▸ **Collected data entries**
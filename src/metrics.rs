// Copyright (c) 2025-2026 Adrian Robinson. Licensed under the AGPL-3.0.
// See LICENSE file in the project root for full license text.

//! Metrics instrumentation for entity-mirror.
//!
//! Uses the `metrics` crate for backend-agnostic metrics collection.
//! The host application is responsible for choosing the exporter (Prometheus, OTEL, etc.)
//!
//! # Metric Naming Convention
//! - `entity_mirror_` prefix for all metrics
//! - `_total` suffix for counters
//! - `_seconds` suffix for duration histograms
//!
//! # Labels
//! - `table`: local entity table name
//! - `outcome`: healthy, unhealthy, skipped
//! - `action`: fetched, deleted

use metrics::{counter, gauge, histogram};
use std::time::{Duration, Instant};

/// Record the terminal outcome of one validation pass
pub fn record_validation(table: &str, outcome: &str) {
    counter!(
        "entity_mirror_validations_total",
        "table" => table.to_string(),
        "outcome" => outcome.to_string()
    )
    .increment(1);
}

/// Record validation pass duration
pub fn record_validation_latency(table: &str, duration: Duration) {
    histogram!(
        "entity_mirror_validation_seconds",
        "table" => table.to_string()
    )
    .record(duration.as_secs_f64());
}

/// Record rows touched by repair
pub fn record_repair(table: &str, action: &str, count: usize) {
    if count == 0 {
        return;
    }
    counter!(
        "entity_mirror_repair_rows_total",
        "table" => table.to_string(),
        "action" => action.to_string()
    )
    .increment(count as u64);
}

/// Record a wipe-and-rebootstrap
pub fn record_full_refetch(table: &str, reason: &str) {
    counter!(
        "entity_mirror_full_refetch_total",
        "table" => table.to_string(),
        "reason" => reason.to_string()
    )
    .increment(1);
}

/// Record mismatched blocks found by block comparison
pub fn record_block_mismatches(table: &str, count: usize) {
    histogram!(
        "entity_mirror_block_mismatches",
        "table" => table.to_string()
    )
    .record(count as f64);
}

/// Set current local row count
pub fn set_local_rows(table: &str, count: u64) {
    gauge!(
        "entity_mirror_local_rows",
        "table" => table.to_string()
    )
    .set(count as f64);
}

/// Record a failed remote call by error class (client, server, network, decode)
pub fn record_remote_error(operation: &str, class: &str) {
    counter!(
        "entity_mirror_remote_errors_total",
        "operation" => operation.to_string(),
        "class" => class.to_string()
    )
    .increment(1);
}

/// Record a bulk chunk that failed and was skipped
pub fn record_chunk_failure(table: &str, operation: &str) {
    counter!(
        "entity_mirror_chunk_failures_total",
        "table" => table.to_string(),
        "operation" => operation.to_string()
    )
    .increment(1);
}

/// Record a schema migration (columns added)
pub fn record_migration(table: &str, columns_added: usize) {
    counter!(
        "entity_mirror_columns_added_total",
        "table" => table.to_string()
    )
    .increment(columns_added as u64);
}

/// Record the durable store falling back to memory
pub fn record_store_fallback() {
    counter!("entity_mirror_store_fallback_total").increment(1);
}

/// Record a local store failure
pub fn record_store_error(operation: &str) {
    counter!(
        "entity_mirror_store_errors_total",
        "operation" => operation.to_string()
    )
    .increment(1);
}

/// Record an emitted cache event
pub fn record_event(kind: &str) {
    counter!(
        "entity_mirror_events_total",
        "kind" => kind.to_string()
    )
    .increment(1);
}

/// Record engine state transitions
pub fn set_engine_state(state: &str) {
    counter!(
        "entity_mirror_state_transitions_total",
        "state" => state.to_string()
    )
    .increment(1);
}

/// Records validation latency on drop.
pub struct LatencyTimer {
    table: String,
    start: Instant,
}

impl LatencyTimer {
    #[must_use]
    pub fn new(table: &str) -> Self {
        Self {
            table: table.to_string(),
            start: Instant::now(),
        }
    }
}

impl Drop for LatencyTimer {
    fn drop(&mut self) {
        record_validation_latency(&self.table, self.start.elapsed());
    }
}
// Copyright (c) 2025-2026 Adrian Robinson. Licensed under the AGPL-3.0.
// See LICENSE file in the project root for full license text.

//! Field transform hooks.
//!
//! A transform maps the wire representation of one field to its stored column
//! representation (on write) and back (on read). Hashing always sees the
//! stored form, so a transform must be deterministic in the `to_stored`
//! direction.

use serde_json::Value;
use std::fmt::Debug;

use super::value::FieldValue;

/// Bidirectional wire ↔ stored mapping for a single field.
pub trait FieldTransform: Send + Sync + Debug {
    /// Wire value → stored column value.
    fn to_stored(&self, wire: &Value) -> FieldValue;

    /// Stored column value → wire value.
    fn to_wire(&self, stored: &FieldValue) -> Value;
}

/// Ordered ID list stored as the canonical bracketed string `"[1,2,3]"`.
///
/// On write, a JSON array (or an already bracketed string) is sorted
/// ascending. On read, the string is parsed back into a JSON array of
/// integers.
#[derive(Debug, Default, Clone, Copy)]
pub struct IdListTransform;

impl IdListTransform {
    /// Render integer IDs in canonical form.
    #[must_use]
    pub fn canonical(ids: &[i64]) -> String {
        let mut sorted = ids.to_vec();
        sorted.sort_unstable();
        let parts: Vec<String> = sorted.iter().map(i64::to_string).collect();
        format!("[{}]", parts.join(","))
    }

    fn parse(text: &str) -> Option<Vec<i64>> {
        let inner = text
            .trim()
            .trim_start_matches(['[', '{'])
            .trim_end_matches([']', '}'])
            .trim();
        if inner.is_empty() {
            return Some(Vec::new());
        }
        inner.split(',').map(|p| p.trim().parse().ok()).collect()
    }
}

impl FieldTransform for IdListTransform {
    fn to_stored(&self, wire: &Value) -> FieldValue {
        match wire {
            Value::Null => FieldValue::Null,
            Value::Array(items) => {
                let ids: Option<Vec<i64>> = items
                    .iter()
                    .map(|v| match v {
                        Value::Number(n) => n.as_i64(),
                        Value::String(s) => s.trim().parse().ok(),
                        _ => None,
                    })
                    .collect();
                match ids {
                    Some(ids) => FieldValue::Text(Self::canonical(&ids)),
                    None => FieldValue::Text(Value::Array(items.clone()).to_string()),
                }
            }
            Value::String(s) => match Self::parse(s) {
                Some(ids) => FieldValue::Text(Self::canonical(&ids)),
                None => FieldValue::Text(s.clone()),
            },
            other => FieldValue::Text(other.to_string()),
        }
    }

    fn to_wire(&self, stored: &FieldValue) -> Value {
        match stored {
            FieldValue::Text(s) if s.trim().is_empty() => Value::Null,
            FieldValue::Text(s) => match Self::parse(s) {
                Some(ids) => Value::Array(ids.into_iter().map(Value::from).collect()),
                None => Value::String(s.clone()),
            },
            other => other.to_json(),
        }
    }
}

/// Structured JSON document stored as canonical JSON text.
///
/// `serde_json` maps keep keys sorted, so `to_string` is canonical.
#[derive(Debug, Default, Clone, Copy)]
pub struct JsonTransform;

impl FieldTransform for JsonTransform {
    fn to_stored(&self, wire: &Value) -> FieldValue {
        match wire {
            Value::Null => FieldValue::Null,
            Value::String(s) => match serde_json::from_str::<Value>(s) {
                Ok(parsed @ (Value::Object(_) | Value::Array(_))) => FieldValue::Text(parsed.to_string()),
                _ => FieldValue::Text(s.clone()),
            },
            other => FieldValue::Text(other.to_string()),
        }
    }

    fn to_wire(&self, stored: &FieldValue) -> Value {
        match stored {
            FieldValue::Text(s) => serde_json::from_str(s).unwrap_or_else(|_| Value::String(s.clone())),
            other => other.to_json(),
        }
    }
}
impl Schema {
    /// Validate a descriptor and build the hash plan.
    pub fn compile(descriptor: EntityDescriptor) -> Result<Self, SchemaError> {
        let EntityDescriptor {
            table_name,
            authority_table,
            endpoint,
            columns,
            hash_fields,
            transforms,
        } = descriptor;

        if table_name.trim().is_empty() {
            return Err(SchemaError::EmptyTableName);
        }

        let mut seen = HashSet::new();
        for column in &columns {
            if !seen.insert(column.name.as_str()) {
                return Err(SchemaError::DuplicateColumn(column.name.clone()));
            }
        }

        let mut keys = columns.iter().enumerate().filter(|(_, c)| c.primary_key);
        let (id_index, id_column) = keys
            .next()
            .ok_or_else(|| SchemaError::NoPrimaryKey(table_name.clone()))?;
        if keys.next().is_some() {
            return Err(SchemaError::MultiplePrimaryKeys(table_name));
        }
        if id_column.column_type != ColumnType::Integer {
            return Err(SchemaError::NonIntegerPrimaryKey(id_column.name.clone()));
        }

        let names: Vec<String> = match hash_fields {
            Some(fields) => fields,
            None => columns.iter().map(|c| c.name.clone()).collect(),
        };
        let hash_plan = names
            .into_iter()
            .map(|name| {
                let column = columns.iter().position(|c| c.name == name);
                let kind = match column {
                    Some(idx) => columns[idx].field_kind(),
                    None => FieldKind::classify(&name, None),
                };
                HashField { name, kind, column }
            })
            .collect();

        let authority_table = if authority_table.trim().is_empty() {
            table_name.clone()
        } else {
            authority_table
        };

        Ok(Self {
            table_name,
            authority_table,
            endpoint,
            columns,
            id_index,
            hash_plan,
            transforms,
        })
    }

    #[must_use]
    pub fn table_name(&self) -> &str {
        &self.table_name
    }

    #[must_use]
    pub fn authority_table(&self) -> &str {
        &self.authority_table
    }

    #[must_use]
    pub fn endpoint(&self) -> &str {
        &self.endpoint
    }

    #[must_use]
    pub fn columns(&self) -> &[ColumnDescriptor] {
        &self.columns
    }

    #[must_use]
    pub fn id_field(&self) -> &str {
        &self.columns[self.id_index].name
    }

    #[must_use]
    pub fn id_index(&self) -> usize {
        self.id_index
    }

    #[must_use]
    pub fn hash_fields(&self) -> &[HashField] {
        &self.hash_plan
    }

    #[must_use]
    pub fn column_index(&self, name: &str) -> Option<usize> {
        self.columns.iter().position(|c| c.name == name)
    }

    /// Convert a wire record into a stored row (input transforms applied).
    pub fn row_from_record(&self, record: &Record) -> Result<Row, SchemaError> {
        let id = record
            .get(self.id_field())
            .and_then(wire_id)
            .ok_or_else(|| {
                SchemaError::InvalidRecord(format!(
                    "'{}' record without integer '{}'",
                    self.table_name,
                    self.id_field()
                ))
            })?;

        let values = self
            .columns
            .iter()
            .enumerate()
            .map(|(idx, column)| {
                if idx == self.id_index {
                    return FieldValue::Integer(id);
                }
                let wire = record.get(&column.name).unwrap_or(&Value::Null);
                match self.transforms.get(&column.name) {
                    Some(transform) => transform.to_stored(wire),
                    None => coerce(wire, column.column_type),
                }
            })
            .collect();

        Ok(Row { id, values })
    }

    /// Convert a stored row into its wire record (output transforms applied).
    #[must_use]
    pub fn record_from_row(&self, row: &Row) -> Record {
        self.columns
            .iter()
            .enumerate()
            .map(|(idx, column)| {
                let stored = row.value(idx);
                let wire = match self.transforms.get(&column.name) {
                    Some(transform) => transform.to_wire(stored),
                    None => present(stored, column.column_type),
                };
                (column.name.clone(), wire)
            })
            .collect()
    }
}
// Copyright (c) 2025-2026 Adrian Robinson. Licensed under the AGPL-3.0.
// See LICENSE file in the project root for full license text.

//! Integrity validation and repair.
//!
//! Each [`EntityCache`](crate::cache::EntityCache) validates itself against
//! the authority with a multi-phase protocol that moves as little data as
//! possible:
//!
//! ```text
//!  global {hash, count} ──4xx / no hash──► ensure populated ──► Healthy (population only)
//!        │ 5xx / network ─────────────────────────────────────► Unhealthy (unreachable)
//!        ▼
//!  count check ──differs──► large gap? ──yes──► full refetch ─┐
//!        │                      │ no                          │
//!        │                      ▼                             │
//!        │                ID-range repair ────────────────────┤
//!        │                                                    ▼
//!        │                                    recount differs? ──► Unhealthy (count)
//!        ▼                                                    │
//!  global hash check ◄────────────────────────────────────────┘
//!        │ equal ──► Healthy
//!        ▼
//!  block repair (mismatched blocks only) ──► recheck ──► Healthy / Unhealthy (hash)
//! ```
//!
//! Passes are reentrancy-guarded per entity: a trigger that arrives while a
//! pass runs returns `Skipped(AlreadyRunning)` immediately.

mod diagnostics;
mod repair;
mod types;
mod validator;

pub use diagnostics::{BlockDiagnosis, FieldDivergence, GlobalDiagnosis, RowDiagnosis};
pub use types::{
    RepairStats, SkipReason, UnhealthyReason, ValidationOutcome, ValidationReport, ValidationStep,
    Verification,
};

use thiserror::Error;

use crate::remote::RemoteError;
use crate::storage::StorageError;

/// Failure that ends a pass early.
#[derive(Error, Debug)]
pub(crate) enum PassError {
    #[error(transparent)]
    Store(#[from] StorageError),
    #[error(transparent)]
    Remote(#[from] RemoteError),
}

impl PassError {
    fn into_outcome(self) -> ValidationOutcome {
        match self {
            Self::Store(e) if e.is_unavailable() => ValidationOutcome::Skipped(SkipReason::StoreUnavailable),
            Self::Store(e) => ValidationOutcome::Unhealthy(UnhealthyReason::LocalStore(e.to_string())),
            Self::Remote(e) => ValidationOutcome::Unhealthy(UnhealthyReason::AuthorityUnreachable(e.to_string())),
        }
    }
}
//! Schema Validator - compiled JSON Schema checks for decoded environments
//!
//! The schema is loaded once per process (bundled or from a file), compiled
//! once, and shared behind an `Arc`. Checking is pure: it reads the value and
//! reports one [`SchemaViolation`] per violated constraint.

use std::path::PathBuf;

use serde_json::Value;
use thiserror::Error;

/// Environment schema compiled into the binary.
pub const BUNDLED_SCHEMA: &str = include_str!("../schema/environment.schema.json");

/// Errors loading or compiling a schema.
#[derive(Debug, Error)]
pub enum SchemaError {
    #[error("Schema I/O error: {0}")]
    Io(String),

    #[error("Schema is not valid JSON: {0}")]
    Parse(String),

    #[error("Schema failed to compile: {0}")]
    Compile(String),
}

/// Where the environment schema comes from.
#[derive(Debug, Clone, Default, PartialEq, Eq)]
pub enum SchemaSource {
    /// The schema shipped with this crate
    #[default]
    Bundled,

    /// A JSON schema document on disk
    File(PathBuf),
}

impl SchemaSource {
    /// Reads and parses the schema document.
    pub fn load(&self) -> Result<Value, SchemaError> {
        let text = match self {
            SchemaSource::Bundled => BUNDLED_SCHEMA.to_string(),
            SchemaSource::File(path) => std::fs::read_to_string(path)
                .map_err(|e| SchemaError::Io(format!("{}: {}", path.display(), e)))?,
        };
        serde_json::from_str(&text).map_err(|e| SchemaError::Parse(e.to_string()))
    }
}

/// One violated schema constraint.
#[derive(Debug, Clone, PartialEq, Eq)]
pub struct SchemaViolation {
    /// Validator message, e.g. `"id" is a required property`
    pub message: String,

    /// JSON pointer to the offending value (`""` for the document root)
    pub path: String,

    /// Violated keyword (`required`, `type`, `minimum`, ...)
    pub keyword: String,
}

/// Result of checking one value.
#[derive(Debug, Clone, Default, PartialEq, Eq)]
pub struct SchemaOutcome {
    pub valid: bool,
    pub errors: Vec<SchemaViolation>,
}

/// A compiled schema.
pub struct SchemaValidator {
    validator: jsonschema::Validator,
}

impl std::fmt::Debug for SchemaValidator {
    fn fmt(&self, f: &mut std::fmt::Formatter<'_>) -> std::fmt::Result {
        f.debug_struct("SchemaValidator").finish_non_exhaustive()
    }
}

impl SchemaValidator {
    /// Compiles a schema document.
    pub fn compile(schema: &Value) -> Result<Self, SchemaError> {
        let validator =
            jsonschema::validator_for(schema).map_err(|e| SchemaError::Compile(e.to_string()))?;
        Ok(Self { validator })
    }

    /// Compiles the bundled environment schema.
    pub fn bundled() -> Result<Self, SchemaError> {
        Self::from_source(&SchemaSource::Bundled)
    }

    /// Loads and compiles a schema from the given source.
    pub fn from_source(source: &SchemaSource) -> Result<Self, SchemaError> {
        Self::compile(&source.load()?)
    }

    /// Checks a decoded value against the schema.
    ///
    /// Absent input (`None` or `null`) is "nothing to validate": the outcome
    /// is invalid with no errors.
    pub fn check(&self, value: Option<&Value>) -> SchemaOutcome {
        let value = match value {
            None | Some(Value::Null) => return SchemaOutcome::default(),
            Some(value) => value,
        };

        let errors: Vec<SchemaViolation> = self
            .validator
            .iter_errors(value)
            .map(|error| {
                let schema_path = error.schema_path.to_string();
                SchemaViolation {
                    message: error.to_string(),
                    path: error.instance_path.to_string(),
                    keyword: schema_path
                        .rsplit('/')
                        .next()
                        .unwrap_or_default()
                        .to_string(),
                }
            })
            .collect();

        SchemaOutcome {
            valid: errors.is_empty(),
            errors,
        }
    }
}

#[cfg(test)]
mod tests {
    use super::*;
    use serde_json::json;

    #[test]
    fn test_bundled_schema_compiles() {
        assert!(SchemaValidator::bundled().is_ok());
    }

    #[test]
    fn test_valid_environment_passes() {
        let validator = SchemaValidator::bundled().unwrap();
        let outcome = validator.check(Some(&json!({
            "version": 1,
            "chips": [{ "id": 1, "code": "yield" }],
            "networks": [{ "id": "base", "type": "data" }]
        })));

        assert!(outcome.valid);
        assert!(outcome.errors.is_empty());
    }

    #[test]
    fn test_missing_chip_id_reports_path() {
        let validator = SchemaValidator::bundled().unwrap();
        let outcome = validator.check(Some(&json!({
            "chips": [{ "id": 1 }, { "code": "yield" }]
        })));

        assert!(!outcome.valid);
        assert_eq!(outcome.errors.len(), 1);
        assert_eq!(outcome.errors[0].path, "/chips/1");
        assert_eq!(outcome.errors[0].keyword, "required");
    }

    #[test]
    fn test_one_error_per_violation() {
        let validator = SchemaValidator::bundled().unwrap();
        let outcome = validator.check(Some(&json!({
            "chips": [{ "code": 5 }],
            "networks": [{ "id": "base", "type": "steam" }]
        })));

        // missing chip id, code not a string, unknown network type
        assert_eq!(outcome.errors.len(), 3);
    }

    #[test]
    fn test_absent_input_is_invalid_without_errors() {
        let validator = SchemaValidator::bundled().unwrap();

        let outcome = validator.check(None);
        assert!(!outcome.valid);
        assert!(outcome.errors.is_empty());

        let outcome = validator.check(Some(&Value::Null));
        assert!(!outcome.valid);
        assert!(outcome.errors.is_empty());
    }

    #[test]
    fn test_check_does_not_mutate_value() {
        let validator = SchemaValidator::bundled().unwrap();
        let value = json!({ "chips": [{ "code": "yield" }] });
        let before = value.clone();

        let _ = validator.check(Some(&value));
        assert_eq!(value, before);
    }

    #[test]
    fn test_missing_schema_file() {
        let source = SchemaSource::File(PathBuf::from("/definitely/not/here.json"));
        assert!(matches!(SchemaValidator::from_source(&source), Err(SchemaError::Io(_))));
    }
}
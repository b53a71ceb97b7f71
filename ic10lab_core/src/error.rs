//! Error types for the orchestration layer.

use thiserror::Error;

use crate::controller::LifecycleState;
use crate::schema::SchemaError;
use crate::store::StoreError;

/// Errors setting up a controller.
#[derive(Debug, Error)]
pub enum LabError {
    #[error(transparent)]
    Schema(#[from] SchemaError),

    #[error(transparent)]
    Store(#[from] StoreError),
}

/// An action was dispatched in a state that does not allow it.
#[derive(Debug, Clone, PartialEq, Eq, Error)]
pub enum UsageError {
    #[error("Not initialized (state: {0})")]
    NotInitialized(LifecycleState),

    #[error("Busy: another initialize or step is still running")]
    Busy,

    #[error("Nothing to promote: no live environment")]
    NothingToPromote,

    #[error("Call abandoned before completion")]
    Abandoned,
}
#[cfg(test)]
mod tests {
    use super::*;
    use ic10lab_env::{Environment, Network, NetworkKind};

    fn world() -> SimWorld {
        SimWorld::new(&Environment {
            chips: vec![Chip::new(1, "")],
            networks: vec![Network {
                id: "base".into(),
                kind: NetworkKind::Data,
                props: Vec::new(),
            }],
            ..Default::default()
        })
        .unwrap()
    }

    fn runner(code: &str) -> (SimRunner, SimWorld) {
        let world = world();
        let runner = SimRunner::new(&Chip::new(1, code), &world, 42).unwrap();
        (runner, world)
    }

    fn run(runner: &mut SimRunner, world: &mut SimWorld, ticks: usize) {
        for _ in 0..ticks {
            runner.execute(world).unwrap();
        }
    }

    #[test]
    fn test_arithmetic_and_halt() {
        let (mut runner, mut world) = runner("move r0 6\nmul r1 r0 7\nsub r2 r1 2\n");
        run(&mut runner, &mut world, 3);

        assert_eq!(runner.register(1), Some(42.0));
        assert_eq!(runner.register(2), Some(40.0));
        assert!(runner.is_halted());
    }

    #[test]
    fn test_loop_with_label() {
        let (mut runner, mut world) = runner("start:\nadd r0 r0 1\nyield\nj start\n");
        run(&mut runner, &mut world, 9);

        assert_eq!(runner.register(0), Some(3.0));
        assert!(!runner.is_halted());
    }

    #[test]
    fn test_division_by_zero_halts_with_live_diagnostic() {
        let (mut runner, mut world) = runner("move r0 1\ndiv r1 r0 0\nmove r2 1\n");
        run(&mut runner, &mut world, 3);

        assert!(runner.is_halted());
        assert_eq!(runner.register(2), Some(0.0));
        let live = runner.drain_live_diagnostics();
        assert_eq!(live.len(), 1);
        assert_eq!(live[0].message, "line 1: division by zero");
        assert!(live[0].is_error());
    }

    #[test]
    fn test_hcf_is_an_engine_error() {
        let (mut runner, mut world) = runner("hcf\n");
        let err = runner.execute(&mut world).unwrap_err();
        assert_eq!(err, EngineError::fault(UnitId(1), "line 0: hcf, chip caught fire"));
        assert!(runner.is_halted());
    }

    #[test]
    fn test_sandbox_precheck() {
        let (mut runner, _) = runner("move r0 1\nbogus\nl r0 d5 Setting\n");

        assert!(runner.has_sandbox_errors());
        let sandbox = runner.drain_sandbox_diagnostics();
        assert_eq!(sandbox.len(), 2);
        assert_eq!(sandbox[0].severity, Severity::Error);
        assert_eq!(sandbox[0].message, "line 1: unknown instruction 'bogus'");
        assert_eq!(sandbox[1].severity, Severity::Warning);
        assert_eq!(sandbox[1].message, "line 2: unknown device d5");
        assert!(runner.drain_sandbox_diagnostics().is_empty());
    }

    #[test]
    fn test_stack_and_jal() {
        let (mut runner, mut world) = runner("push 5\njal sub\nj 6\nsub:\npop r0\nj ra\n");
        run(&mut runner, &mut world, 5);

        assert_eq!(runner.register(0), Some(5.0));
        assert!(runner.is_halted());
    }

    #[test]
    fn test_stack_pointer_past_stack_faults() {
        let (mut runner, mut world) = runner("move sp 600\npop r0\nmove r1 1\n");
        run(&mut runner, &mut world, 3);

        assert!(runner.is_halted());
        assert_eq!(runner.register(0), Some(0.0));
        assert_eq!(runner.register(1), Some(0.0));
        let live = runner.drain_live_diagnostics();
        assert_eq!(live.len(), 1);
        assert_eq!(live[0].message, "line 1: stack pointer 600 out of range");
    }

    #[test]
    fn test_push_at_stack_end_overflows() {
        let (mut runner, mut world) = runner("move sp 512\npush 1\n");
        run(&mut runner, &mut world, 2);

        assert!(runner.is_halted());
        let live = runner.drain_live_diagnostics();
        assert_eq!(live[0].message, "line 1: stack overflow");
    }

    #[test]
    fn test_arithmetic_overflow_halts() {
        let (mut runner, mut world) = runner("move r0 5\nmul r0 1e308 10\n");
        run(&mut runner, &mut world, 2);

        assert!(runner.is_halted());
        assert_eq!(runner.register(0), Some(5.0));
        let live = runner.drain_live_diagnostics();
        assert_eq!(live.len(), 1);
        assert_eq!(live[0].message, "line 1: arithmetic overflow");
    }

    #[test]
    fn test_network_store() {
        let (mut runner, mut world) = runner("s base Channel0 9\n");
        run(&mut runner, &mut world, 1);
        assert_eq!(world.networks()[0].prop("Channel0"), Some(9.0));
    }

    #[test]
    fn test_rand_is_seeded() {
        let (mut a, mut world_a) = runner("rand r0\n");
        let (mut b, mut world_b) = runner("rand r0\n");
        run(&mut a, &mut world_a, 1);
        run(&mut b, &mut world_b, 1);

        let value = a.register(0).unwrap();
        assert_eq!(Some(value), b.register(0));
        assert!((0.0..1.0).contains(&value));
    }

    #[test]
    fn test_to_chip_is_sparse() {
        let (mut runner, mut world) = runner("move r3 2\npush 4\n");
        run(&mut runner, &mut world, 2);

        let chip = runner.to_chip();
        assert_eq!(chip.register("r3"), 2.0);
        assert_eq!(chip.register("r16"), 1.0);
        assert_eq!(chip.registers.len(), 2);
        assert_eq!(chip.stack, vec![4.0]);
    }

    #[test]
    fn test_rejects_unknown_initial_register() {
        let mut chip = Chip::new(1, "");
        chip.registers.push(Register {
            name: "r99".into(),
            value: 1.0,
        });
        assert!(SimRunner::new(&chip, &world(), 42).is_err());
    }
}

▸ **Problem statement**
Among the lines of the data above, find those with the word "SchemaOutcome" and show them.

▸ **Answer for this exercise**
pub struct SchemaOutcome {
    pub fn check(&self, value: Option<&Value>) -> SchemaOutcome {
            None | Some(Value::Null) => return SchemaOutcome::default(),
        SchemaOutcome {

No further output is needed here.